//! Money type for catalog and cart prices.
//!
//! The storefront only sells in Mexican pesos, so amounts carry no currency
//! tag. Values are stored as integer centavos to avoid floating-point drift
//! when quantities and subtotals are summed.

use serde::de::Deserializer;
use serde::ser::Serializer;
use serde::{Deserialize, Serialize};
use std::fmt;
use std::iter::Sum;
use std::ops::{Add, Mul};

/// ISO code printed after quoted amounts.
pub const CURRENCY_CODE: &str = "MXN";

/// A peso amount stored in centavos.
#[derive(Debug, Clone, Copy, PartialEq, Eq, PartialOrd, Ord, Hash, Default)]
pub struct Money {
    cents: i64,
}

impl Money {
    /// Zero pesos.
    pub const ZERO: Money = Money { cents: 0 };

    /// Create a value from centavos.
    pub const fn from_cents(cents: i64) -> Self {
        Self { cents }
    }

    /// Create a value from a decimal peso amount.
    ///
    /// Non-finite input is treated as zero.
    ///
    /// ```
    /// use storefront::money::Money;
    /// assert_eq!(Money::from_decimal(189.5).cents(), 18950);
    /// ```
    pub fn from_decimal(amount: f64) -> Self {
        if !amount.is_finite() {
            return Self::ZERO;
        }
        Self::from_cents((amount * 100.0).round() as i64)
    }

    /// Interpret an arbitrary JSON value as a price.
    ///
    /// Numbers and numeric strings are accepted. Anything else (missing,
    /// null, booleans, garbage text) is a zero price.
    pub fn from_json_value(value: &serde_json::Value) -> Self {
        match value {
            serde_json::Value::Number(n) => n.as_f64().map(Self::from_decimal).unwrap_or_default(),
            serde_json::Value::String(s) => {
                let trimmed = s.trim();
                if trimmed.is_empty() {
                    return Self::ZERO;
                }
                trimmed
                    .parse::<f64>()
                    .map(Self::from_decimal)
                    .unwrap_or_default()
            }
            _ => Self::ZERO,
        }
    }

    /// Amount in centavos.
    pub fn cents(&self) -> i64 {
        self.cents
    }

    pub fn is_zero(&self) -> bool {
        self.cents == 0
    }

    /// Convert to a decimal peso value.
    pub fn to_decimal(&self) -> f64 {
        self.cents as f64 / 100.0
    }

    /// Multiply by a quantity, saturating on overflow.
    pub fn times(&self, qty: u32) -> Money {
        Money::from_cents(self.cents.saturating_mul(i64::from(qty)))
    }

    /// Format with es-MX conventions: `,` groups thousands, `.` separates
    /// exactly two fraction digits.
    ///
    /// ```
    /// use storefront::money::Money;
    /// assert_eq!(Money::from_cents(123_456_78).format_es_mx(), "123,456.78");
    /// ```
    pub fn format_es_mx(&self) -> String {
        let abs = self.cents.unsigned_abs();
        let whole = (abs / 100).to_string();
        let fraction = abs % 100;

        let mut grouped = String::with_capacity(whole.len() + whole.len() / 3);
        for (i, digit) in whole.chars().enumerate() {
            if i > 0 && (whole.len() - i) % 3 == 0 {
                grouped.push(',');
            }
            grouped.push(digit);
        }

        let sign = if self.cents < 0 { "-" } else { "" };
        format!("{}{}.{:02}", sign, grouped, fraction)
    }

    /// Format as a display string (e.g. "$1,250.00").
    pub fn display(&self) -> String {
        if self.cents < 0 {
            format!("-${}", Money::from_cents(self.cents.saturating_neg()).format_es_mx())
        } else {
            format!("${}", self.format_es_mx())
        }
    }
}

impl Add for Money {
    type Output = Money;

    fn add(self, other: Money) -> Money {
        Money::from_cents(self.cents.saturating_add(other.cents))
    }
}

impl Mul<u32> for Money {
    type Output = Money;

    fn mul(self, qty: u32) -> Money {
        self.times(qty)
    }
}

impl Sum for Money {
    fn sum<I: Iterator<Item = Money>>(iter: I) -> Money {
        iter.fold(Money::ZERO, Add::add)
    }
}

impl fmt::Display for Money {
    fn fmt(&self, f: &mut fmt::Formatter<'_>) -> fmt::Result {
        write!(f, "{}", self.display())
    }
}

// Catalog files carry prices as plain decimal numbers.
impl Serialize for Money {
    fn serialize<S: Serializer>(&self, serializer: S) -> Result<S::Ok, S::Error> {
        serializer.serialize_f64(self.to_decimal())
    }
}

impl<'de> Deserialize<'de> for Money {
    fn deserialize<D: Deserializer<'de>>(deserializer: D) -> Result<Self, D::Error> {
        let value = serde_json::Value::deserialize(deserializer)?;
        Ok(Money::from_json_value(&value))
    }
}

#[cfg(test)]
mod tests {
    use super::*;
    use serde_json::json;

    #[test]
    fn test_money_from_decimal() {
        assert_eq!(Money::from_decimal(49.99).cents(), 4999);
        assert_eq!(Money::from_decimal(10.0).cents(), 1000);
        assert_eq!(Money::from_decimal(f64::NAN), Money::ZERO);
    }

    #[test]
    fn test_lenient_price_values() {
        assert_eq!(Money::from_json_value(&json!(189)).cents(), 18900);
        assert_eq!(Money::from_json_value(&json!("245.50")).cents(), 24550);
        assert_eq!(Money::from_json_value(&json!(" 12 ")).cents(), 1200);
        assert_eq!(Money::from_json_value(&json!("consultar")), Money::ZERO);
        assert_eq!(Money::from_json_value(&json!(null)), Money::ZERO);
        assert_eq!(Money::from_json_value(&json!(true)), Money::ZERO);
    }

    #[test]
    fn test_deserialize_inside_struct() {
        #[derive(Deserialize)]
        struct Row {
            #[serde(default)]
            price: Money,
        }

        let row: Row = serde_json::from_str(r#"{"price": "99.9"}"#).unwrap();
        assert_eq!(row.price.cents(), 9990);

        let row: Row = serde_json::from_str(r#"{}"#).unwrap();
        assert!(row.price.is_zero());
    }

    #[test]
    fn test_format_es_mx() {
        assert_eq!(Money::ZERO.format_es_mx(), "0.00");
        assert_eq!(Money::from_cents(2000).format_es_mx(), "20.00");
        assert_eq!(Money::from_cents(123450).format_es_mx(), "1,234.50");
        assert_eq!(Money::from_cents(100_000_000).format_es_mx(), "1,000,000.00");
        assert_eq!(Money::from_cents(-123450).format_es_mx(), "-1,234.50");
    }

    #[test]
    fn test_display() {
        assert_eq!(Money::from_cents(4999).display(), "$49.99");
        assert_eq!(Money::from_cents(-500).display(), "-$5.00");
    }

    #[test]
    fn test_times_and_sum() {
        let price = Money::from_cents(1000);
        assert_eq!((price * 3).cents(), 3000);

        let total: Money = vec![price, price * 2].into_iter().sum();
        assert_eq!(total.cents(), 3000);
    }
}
---
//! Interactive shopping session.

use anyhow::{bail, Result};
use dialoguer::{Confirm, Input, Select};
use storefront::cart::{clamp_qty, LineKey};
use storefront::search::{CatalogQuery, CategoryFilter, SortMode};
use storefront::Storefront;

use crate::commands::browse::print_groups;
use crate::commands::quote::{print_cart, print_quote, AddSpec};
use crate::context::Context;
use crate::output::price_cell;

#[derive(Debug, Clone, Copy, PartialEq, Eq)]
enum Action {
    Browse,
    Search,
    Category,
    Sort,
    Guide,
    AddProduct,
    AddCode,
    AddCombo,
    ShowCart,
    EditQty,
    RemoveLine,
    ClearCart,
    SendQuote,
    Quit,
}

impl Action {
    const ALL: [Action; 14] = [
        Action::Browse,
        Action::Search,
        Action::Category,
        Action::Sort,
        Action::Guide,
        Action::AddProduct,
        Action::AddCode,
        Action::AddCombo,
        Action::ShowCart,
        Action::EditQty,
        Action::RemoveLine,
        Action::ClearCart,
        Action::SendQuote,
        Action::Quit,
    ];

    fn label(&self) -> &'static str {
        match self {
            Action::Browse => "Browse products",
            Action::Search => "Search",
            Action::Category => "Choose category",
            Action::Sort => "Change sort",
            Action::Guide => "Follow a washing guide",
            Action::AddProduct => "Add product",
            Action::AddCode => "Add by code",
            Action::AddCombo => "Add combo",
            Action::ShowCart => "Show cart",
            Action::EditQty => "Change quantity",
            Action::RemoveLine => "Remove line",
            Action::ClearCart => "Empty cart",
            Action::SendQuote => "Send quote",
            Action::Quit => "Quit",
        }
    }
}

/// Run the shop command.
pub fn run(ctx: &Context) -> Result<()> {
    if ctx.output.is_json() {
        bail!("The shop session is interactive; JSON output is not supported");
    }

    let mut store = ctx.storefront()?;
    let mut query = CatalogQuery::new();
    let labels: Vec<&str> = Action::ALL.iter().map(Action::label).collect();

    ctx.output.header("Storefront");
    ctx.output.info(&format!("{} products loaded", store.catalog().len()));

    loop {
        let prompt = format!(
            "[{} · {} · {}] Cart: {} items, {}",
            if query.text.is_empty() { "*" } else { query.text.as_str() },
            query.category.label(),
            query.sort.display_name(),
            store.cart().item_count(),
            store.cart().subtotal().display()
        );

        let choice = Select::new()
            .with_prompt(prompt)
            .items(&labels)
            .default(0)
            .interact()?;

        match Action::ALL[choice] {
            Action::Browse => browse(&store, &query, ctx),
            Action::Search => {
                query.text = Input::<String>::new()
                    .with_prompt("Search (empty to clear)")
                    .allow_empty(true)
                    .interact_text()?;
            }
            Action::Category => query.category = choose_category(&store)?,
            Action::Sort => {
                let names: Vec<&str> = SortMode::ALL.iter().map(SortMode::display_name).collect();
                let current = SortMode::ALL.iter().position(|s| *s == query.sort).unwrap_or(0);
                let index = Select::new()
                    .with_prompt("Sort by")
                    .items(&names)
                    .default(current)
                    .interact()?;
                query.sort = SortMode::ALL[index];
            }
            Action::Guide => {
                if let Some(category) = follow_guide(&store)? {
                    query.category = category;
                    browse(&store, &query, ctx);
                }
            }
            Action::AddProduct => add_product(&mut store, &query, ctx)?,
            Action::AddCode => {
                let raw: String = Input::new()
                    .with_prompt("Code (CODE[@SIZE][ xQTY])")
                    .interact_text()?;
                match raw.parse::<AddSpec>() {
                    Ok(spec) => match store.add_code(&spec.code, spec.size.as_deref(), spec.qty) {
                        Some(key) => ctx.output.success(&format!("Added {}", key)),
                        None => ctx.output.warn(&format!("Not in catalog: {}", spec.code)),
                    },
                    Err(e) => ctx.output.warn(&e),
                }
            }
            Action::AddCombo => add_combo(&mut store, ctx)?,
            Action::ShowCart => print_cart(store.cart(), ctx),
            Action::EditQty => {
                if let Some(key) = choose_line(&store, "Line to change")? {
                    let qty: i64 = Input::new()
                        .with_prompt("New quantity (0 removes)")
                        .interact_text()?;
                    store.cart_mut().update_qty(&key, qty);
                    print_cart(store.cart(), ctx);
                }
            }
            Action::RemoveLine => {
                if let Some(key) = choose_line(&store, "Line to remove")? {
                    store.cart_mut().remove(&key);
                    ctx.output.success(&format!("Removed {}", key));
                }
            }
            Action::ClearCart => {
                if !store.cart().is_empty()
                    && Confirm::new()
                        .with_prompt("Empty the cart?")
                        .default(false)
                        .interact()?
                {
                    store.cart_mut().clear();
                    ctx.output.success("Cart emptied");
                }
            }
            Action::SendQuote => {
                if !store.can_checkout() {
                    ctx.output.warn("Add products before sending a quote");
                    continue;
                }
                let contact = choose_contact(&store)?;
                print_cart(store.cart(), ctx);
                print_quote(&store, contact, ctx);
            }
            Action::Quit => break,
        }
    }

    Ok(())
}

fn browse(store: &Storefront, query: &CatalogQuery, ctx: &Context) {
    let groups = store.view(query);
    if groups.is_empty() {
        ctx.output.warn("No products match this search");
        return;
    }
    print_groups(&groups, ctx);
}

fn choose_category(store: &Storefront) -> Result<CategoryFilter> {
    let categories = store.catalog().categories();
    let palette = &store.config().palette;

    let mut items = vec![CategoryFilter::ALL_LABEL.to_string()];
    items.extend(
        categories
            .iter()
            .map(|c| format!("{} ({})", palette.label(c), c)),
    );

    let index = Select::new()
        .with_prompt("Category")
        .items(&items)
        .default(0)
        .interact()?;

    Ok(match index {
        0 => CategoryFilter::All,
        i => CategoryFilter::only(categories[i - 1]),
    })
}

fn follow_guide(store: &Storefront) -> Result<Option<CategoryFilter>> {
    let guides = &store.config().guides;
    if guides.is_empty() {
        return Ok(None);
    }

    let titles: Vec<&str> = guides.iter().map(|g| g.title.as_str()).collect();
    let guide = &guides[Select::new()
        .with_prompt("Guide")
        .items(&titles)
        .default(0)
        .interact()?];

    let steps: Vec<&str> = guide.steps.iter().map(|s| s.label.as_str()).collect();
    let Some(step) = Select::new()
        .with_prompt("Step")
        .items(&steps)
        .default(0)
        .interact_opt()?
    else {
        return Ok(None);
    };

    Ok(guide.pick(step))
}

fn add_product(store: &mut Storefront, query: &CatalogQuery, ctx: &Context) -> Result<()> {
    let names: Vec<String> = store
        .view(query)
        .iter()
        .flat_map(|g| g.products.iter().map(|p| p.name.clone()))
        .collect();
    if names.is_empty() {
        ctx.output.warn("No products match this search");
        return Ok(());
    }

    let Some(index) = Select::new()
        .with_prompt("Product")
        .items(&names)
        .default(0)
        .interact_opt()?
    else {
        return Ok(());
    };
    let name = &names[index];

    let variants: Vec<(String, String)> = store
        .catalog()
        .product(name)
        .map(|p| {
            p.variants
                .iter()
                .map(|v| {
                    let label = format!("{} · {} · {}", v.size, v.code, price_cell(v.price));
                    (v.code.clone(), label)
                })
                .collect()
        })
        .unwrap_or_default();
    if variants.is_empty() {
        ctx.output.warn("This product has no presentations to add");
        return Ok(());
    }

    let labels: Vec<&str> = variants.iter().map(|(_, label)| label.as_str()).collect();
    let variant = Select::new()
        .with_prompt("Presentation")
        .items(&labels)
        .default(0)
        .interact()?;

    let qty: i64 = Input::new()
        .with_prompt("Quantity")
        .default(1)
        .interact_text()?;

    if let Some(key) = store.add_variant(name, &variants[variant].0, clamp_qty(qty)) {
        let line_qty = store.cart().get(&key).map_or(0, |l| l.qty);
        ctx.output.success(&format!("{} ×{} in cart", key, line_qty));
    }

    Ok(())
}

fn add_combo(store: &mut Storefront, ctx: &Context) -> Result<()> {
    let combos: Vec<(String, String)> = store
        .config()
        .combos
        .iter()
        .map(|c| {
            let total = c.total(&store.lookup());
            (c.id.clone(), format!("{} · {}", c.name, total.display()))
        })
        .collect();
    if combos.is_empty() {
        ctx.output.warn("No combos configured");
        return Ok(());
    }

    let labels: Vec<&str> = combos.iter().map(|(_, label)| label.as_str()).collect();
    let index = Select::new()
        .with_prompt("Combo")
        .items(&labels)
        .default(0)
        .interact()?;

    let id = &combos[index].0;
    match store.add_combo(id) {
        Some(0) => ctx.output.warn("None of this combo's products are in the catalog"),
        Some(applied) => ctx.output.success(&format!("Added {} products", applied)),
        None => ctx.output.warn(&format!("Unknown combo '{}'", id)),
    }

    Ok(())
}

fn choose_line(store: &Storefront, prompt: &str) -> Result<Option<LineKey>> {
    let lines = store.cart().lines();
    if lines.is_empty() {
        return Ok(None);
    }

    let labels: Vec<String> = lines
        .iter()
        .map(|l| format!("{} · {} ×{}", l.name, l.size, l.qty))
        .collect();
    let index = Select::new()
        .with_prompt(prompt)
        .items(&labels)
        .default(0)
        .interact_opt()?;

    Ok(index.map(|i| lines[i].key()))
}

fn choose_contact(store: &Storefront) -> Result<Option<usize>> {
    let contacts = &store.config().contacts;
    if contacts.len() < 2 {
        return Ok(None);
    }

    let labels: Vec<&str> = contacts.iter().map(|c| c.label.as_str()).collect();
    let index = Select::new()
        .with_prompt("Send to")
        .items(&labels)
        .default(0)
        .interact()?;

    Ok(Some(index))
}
--
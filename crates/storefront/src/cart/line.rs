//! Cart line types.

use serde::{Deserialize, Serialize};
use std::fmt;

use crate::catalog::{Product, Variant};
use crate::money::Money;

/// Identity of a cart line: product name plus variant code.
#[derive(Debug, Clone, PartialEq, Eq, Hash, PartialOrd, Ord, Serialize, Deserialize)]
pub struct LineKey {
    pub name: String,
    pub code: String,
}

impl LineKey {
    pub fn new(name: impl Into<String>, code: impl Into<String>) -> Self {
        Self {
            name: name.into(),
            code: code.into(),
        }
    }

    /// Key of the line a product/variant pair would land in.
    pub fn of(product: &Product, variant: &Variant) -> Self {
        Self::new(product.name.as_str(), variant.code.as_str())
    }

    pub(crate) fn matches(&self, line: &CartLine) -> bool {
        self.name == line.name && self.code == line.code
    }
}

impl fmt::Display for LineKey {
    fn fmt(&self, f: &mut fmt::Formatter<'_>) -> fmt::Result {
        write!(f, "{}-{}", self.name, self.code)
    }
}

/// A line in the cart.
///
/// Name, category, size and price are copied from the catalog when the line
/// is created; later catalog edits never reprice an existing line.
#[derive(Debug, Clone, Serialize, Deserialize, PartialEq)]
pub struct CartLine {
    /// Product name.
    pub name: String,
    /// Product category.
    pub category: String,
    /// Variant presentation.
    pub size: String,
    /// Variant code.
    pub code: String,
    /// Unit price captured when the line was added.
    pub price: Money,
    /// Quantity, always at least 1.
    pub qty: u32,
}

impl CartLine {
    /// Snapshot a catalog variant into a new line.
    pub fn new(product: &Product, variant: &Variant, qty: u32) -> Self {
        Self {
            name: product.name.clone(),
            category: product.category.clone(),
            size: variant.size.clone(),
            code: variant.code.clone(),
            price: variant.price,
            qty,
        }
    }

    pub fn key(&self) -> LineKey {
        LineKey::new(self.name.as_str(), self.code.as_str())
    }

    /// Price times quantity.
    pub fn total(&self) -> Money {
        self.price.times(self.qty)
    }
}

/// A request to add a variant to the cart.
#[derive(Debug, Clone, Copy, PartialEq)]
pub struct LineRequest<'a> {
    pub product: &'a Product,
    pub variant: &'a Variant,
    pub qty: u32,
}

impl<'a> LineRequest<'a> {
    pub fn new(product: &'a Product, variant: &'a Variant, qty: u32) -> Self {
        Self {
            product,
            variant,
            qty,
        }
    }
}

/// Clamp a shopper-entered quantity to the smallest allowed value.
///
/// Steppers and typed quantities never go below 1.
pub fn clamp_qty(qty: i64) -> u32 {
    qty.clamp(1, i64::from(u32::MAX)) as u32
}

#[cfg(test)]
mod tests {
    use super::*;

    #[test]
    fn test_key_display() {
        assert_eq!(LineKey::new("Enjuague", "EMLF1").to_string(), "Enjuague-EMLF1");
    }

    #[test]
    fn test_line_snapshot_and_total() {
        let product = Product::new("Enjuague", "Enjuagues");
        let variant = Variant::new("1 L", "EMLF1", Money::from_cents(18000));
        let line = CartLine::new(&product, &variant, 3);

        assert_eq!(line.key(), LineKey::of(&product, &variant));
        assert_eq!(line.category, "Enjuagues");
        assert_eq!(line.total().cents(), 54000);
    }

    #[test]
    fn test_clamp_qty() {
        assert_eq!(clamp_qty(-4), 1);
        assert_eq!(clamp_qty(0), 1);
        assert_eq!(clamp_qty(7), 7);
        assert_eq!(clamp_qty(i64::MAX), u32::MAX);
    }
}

DIRECTIONS FOR THIS TASK
Counting only lines that hold the word "view", state how many there are in the data. Write the number alone.

EXERCISE RESPONSE
2